__What you are asked to do__. Retype, word for word, every line of the records below starting at the one that contains "filename migration/src/lib.rs" and ending at the one that contains "pub fn validate(&self)"; include both of those lines and nothing more.

(Supplied entries Opens)

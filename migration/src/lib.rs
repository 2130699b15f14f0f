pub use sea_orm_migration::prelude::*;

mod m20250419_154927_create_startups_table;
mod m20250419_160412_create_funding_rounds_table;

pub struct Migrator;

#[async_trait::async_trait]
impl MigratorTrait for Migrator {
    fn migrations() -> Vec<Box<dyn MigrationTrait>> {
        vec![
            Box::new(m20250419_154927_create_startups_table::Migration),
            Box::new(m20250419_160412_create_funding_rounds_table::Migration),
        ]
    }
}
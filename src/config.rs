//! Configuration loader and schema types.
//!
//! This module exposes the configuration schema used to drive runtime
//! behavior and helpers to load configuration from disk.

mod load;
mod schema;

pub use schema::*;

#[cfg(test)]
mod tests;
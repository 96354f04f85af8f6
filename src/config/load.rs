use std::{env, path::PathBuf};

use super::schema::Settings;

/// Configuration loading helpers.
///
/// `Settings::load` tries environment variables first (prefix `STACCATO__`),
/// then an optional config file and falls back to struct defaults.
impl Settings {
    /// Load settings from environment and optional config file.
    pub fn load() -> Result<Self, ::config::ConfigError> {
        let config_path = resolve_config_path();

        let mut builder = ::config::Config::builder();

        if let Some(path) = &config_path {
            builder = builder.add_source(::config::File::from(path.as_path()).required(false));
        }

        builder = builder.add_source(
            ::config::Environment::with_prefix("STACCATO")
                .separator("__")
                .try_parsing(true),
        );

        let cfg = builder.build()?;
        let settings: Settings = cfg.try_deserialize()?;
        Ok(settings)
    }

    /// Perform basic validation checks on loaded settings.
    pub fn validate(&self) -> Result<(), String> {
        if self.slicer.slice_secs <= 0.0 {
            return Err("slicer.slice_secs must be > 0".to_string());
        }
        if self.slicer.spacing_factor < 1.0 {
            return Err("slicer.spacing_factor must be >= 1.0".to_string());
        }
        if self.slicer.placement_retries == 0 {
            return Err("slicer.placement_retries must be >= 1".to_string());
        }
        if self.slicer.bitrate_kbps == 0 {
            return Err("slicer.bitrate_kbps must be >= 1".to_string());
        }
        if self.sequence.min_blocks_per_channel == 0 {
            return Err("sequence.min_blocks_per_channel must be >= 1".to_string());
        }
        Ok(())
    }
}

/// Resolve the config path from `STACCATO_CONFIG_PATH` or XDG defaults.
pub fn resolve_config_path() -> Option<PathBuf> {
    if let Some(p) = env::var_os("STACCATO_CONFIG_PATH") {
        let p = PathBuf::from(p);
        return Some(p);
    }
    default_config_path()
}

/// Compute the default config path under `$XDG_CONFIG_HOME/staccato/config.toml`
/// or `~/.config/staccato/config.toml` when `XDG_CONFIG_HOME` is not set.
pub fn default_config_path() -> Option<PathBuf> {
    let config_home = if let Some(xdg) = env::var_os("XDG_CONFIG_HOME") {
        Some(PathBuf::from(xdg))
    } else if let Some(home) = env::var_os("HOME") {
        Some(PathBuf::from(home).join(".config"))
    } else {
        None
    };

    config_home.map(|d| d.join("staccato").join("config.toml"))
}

(Supplied entries Closes)
(Supplied entries Opens)

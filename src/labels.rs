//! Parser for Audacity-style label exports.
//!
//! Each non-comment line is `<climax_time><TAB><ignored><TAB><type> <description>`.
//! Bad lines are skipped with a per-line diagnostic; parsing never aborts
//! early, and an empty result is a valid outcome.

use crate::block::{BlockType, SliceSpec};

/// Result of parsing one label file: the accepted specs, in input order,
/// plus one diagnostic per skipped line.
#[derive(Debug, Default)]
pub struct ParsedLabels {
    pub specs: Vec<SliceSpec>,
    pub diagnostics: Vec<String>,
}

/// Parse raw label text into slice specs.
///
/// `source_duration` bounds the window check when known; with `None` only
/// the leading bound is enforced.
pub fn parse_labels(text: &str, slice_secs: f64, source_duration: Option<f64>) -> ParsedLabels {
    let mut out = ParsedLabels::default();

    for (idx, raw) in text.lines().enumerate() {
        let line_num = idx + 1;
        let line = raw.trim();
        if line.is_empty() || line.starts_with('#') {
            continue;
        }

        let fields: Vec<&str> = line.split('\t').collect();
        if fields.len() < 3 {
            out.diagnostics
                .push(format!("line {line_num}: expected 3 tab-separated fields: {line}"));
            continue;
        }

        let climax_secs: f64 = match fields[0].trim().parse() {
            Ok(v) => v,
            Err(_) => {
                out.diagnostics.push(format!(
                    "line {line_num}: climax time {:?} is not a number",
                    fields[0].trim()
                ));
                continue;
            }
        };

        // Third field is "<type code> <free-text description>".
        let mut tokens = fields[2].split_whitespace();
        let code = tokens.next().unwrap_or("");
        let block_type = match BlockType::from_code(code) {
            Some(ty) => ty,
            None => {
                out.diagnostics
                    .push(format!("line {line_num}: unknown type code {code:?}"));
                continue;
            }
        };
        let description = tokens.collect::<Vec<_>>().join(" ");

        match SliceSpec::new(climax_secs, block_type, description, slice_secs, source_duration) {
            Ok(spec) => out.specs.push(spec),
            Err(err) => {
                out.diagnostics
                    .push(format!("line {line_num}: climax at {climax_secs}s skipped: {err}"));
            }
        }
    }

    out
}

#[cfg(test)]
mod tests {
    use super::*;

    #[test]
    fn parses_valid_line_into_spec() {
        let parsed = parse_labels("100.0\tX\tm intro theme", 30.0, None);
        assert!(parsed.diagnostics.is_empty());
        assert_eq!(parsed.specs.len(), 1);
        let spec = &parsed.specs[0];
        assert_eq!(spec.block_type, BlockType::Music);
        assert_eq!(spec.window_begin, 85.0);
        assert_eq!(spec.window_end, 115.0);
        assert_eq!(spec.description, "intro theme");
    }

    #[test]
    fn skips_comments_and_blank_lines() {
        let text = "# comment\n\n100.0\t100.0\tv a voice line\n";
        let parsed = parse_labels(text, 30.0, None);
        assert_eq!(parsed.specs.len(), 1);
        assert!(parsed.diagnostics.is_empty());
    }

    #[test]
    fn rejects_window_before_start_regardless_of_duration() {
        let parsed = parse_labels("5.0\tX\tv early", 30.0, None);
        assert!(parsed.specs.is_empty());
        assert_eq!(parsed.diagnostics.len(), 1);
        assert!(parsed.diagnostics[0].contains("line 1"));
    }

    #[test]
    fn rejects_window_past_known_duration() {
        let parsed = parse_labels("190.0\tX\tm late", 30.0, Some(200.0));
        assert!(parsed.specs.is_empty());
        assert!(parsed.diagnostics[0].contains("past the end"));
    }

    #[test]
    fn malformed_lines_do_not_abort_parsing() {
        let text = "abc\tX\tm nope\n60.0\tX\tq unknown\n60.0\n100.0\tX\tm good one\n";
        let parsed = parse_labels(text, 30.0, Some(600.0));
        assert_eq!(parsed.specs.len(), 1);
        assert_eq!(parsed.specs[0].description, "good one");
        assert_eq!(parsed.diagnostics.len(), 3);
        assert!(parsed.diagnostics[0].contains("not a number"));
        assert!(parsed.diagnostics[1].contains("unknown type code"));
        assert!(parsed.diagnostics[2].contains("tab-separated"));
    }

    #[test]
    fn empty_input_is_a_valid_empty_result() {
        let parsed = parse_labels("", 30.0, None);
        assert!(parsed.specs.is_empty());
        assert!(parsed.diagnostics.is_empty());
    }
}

(Supplied entries Closes)
(Supplied entries Opens)

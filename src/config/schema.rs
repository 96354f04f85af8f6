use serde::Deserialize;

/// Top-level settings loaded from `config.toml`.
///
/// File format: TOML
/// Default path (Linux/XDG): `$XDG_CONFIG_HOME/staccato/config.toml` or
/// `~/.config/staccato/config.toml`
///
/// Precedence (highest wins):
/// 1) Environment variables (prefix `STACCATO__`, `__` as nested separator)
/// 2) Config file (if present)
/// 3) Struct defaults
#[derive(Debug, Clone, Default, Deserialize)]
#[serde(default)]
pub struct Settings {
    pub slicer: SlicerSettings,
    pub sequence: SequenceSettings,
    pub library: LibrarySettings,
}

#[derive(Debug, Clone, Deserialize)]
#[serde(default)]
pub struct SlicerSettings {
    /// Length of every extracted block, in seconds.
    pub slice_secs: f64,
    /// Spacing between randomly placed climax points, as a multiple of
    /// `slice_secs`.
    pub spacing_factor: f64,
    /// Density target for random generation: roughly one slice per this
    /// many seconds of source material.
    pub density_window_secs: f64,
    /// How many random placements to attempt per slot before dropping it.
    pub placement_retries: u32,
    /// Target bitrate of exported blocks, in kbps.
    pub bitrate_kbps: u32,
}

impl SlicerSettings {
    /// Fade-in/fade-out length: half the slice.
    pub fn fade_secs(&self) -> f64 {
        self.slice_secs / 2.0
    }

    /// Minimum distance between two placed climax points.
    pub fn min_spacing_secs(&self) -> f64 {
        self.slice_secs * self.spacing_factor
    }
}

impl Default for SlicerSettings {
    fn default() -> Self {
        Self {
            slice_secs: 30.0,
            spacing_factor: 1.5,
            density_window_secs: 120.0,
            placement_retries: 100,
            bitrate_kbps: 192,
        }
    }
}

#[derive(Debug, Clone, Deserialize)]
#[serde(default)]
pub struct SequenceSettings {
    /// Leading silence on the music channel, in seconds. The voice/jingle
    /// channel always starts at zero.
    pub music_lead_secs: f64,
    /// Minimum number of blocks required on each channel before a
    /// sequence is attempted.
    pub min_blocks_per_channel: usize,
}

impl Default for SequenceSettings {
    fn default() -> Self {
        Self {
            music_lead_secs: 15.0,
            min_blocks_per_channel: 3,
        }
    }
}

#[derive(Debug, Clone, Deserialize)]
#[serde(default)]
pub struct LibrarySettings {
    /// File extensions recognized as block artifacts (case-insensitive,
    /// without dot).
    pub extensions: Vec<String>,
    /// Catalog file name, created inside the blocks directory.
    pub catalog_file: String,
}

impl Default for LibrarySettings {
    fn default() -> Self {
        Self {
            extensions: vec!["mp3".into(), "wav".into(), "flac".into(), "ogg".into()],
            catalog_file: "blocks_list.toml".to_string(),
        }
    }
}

(Supplied entries Closes)

__The answer__.
filename migration/src/lib.rs
repository 2130699b15f14f0f
pub use sea_orm_migration::prelude::*;

mod m20250419_154927_create_startups_table;
mod m20250419_160412_create_funding_rounds_table;

pub struct Migrator;

#[async_trait::async_trait]
impl MigratorTrait for Migrator {
    fn migrations() -> Vec<Box<dyn MigrationTrait>> {
        vec![
            Box::new(m20250419_154927_create_startups_table::Migration),
            Box::new(m20250419_160412_create_funding_rounds_table::Migration),
        ]
    }
}
filename src/config.rs
//! Configuration loader and schema types.
//!
//! This module exposes the configuration schema used to drive runtime
//! behavior and helpers to load configuration from disk.

mod load;
mod schema;

pub use schema::*;

#[cfg(test)]
mod tests;
repository 96354f04f85af8f6
filename src/config/load.rs
use std::{env, path::PathBuf};

use super::schema::Settings;

/// Configuration loading helpers.
///
/// `Settings::load` tries environment variables first (prefix `STACCATO__`),
/// then an optional config file and falls back to struct defaults.
impl Settings {
    /// Load settings from environment and optional config file.
    pub fn load() -> Result<Self, ::config::ConfigError> {
        let config_path = resolve_config_path();

        let mut builder = ::config::Config::builder();

        if let Some(path) = &config_path {
            builder = builder.add_source(::config::File::from(path.as_path()).required(false));
        }

        builder = builder.add_source(
            ::config::Environment::with_prefix("STACCATO")
                .separator("__")
                .try_parsing(true),
        );

        let cfg = builder.build()?;
        let settings: Settings = cfg.try_deserialize()?;
        Ok(settings)
    }

    /// Perform basic validation checks on loaded settings.
    pub fn validate(&self) -> Result<(), String> {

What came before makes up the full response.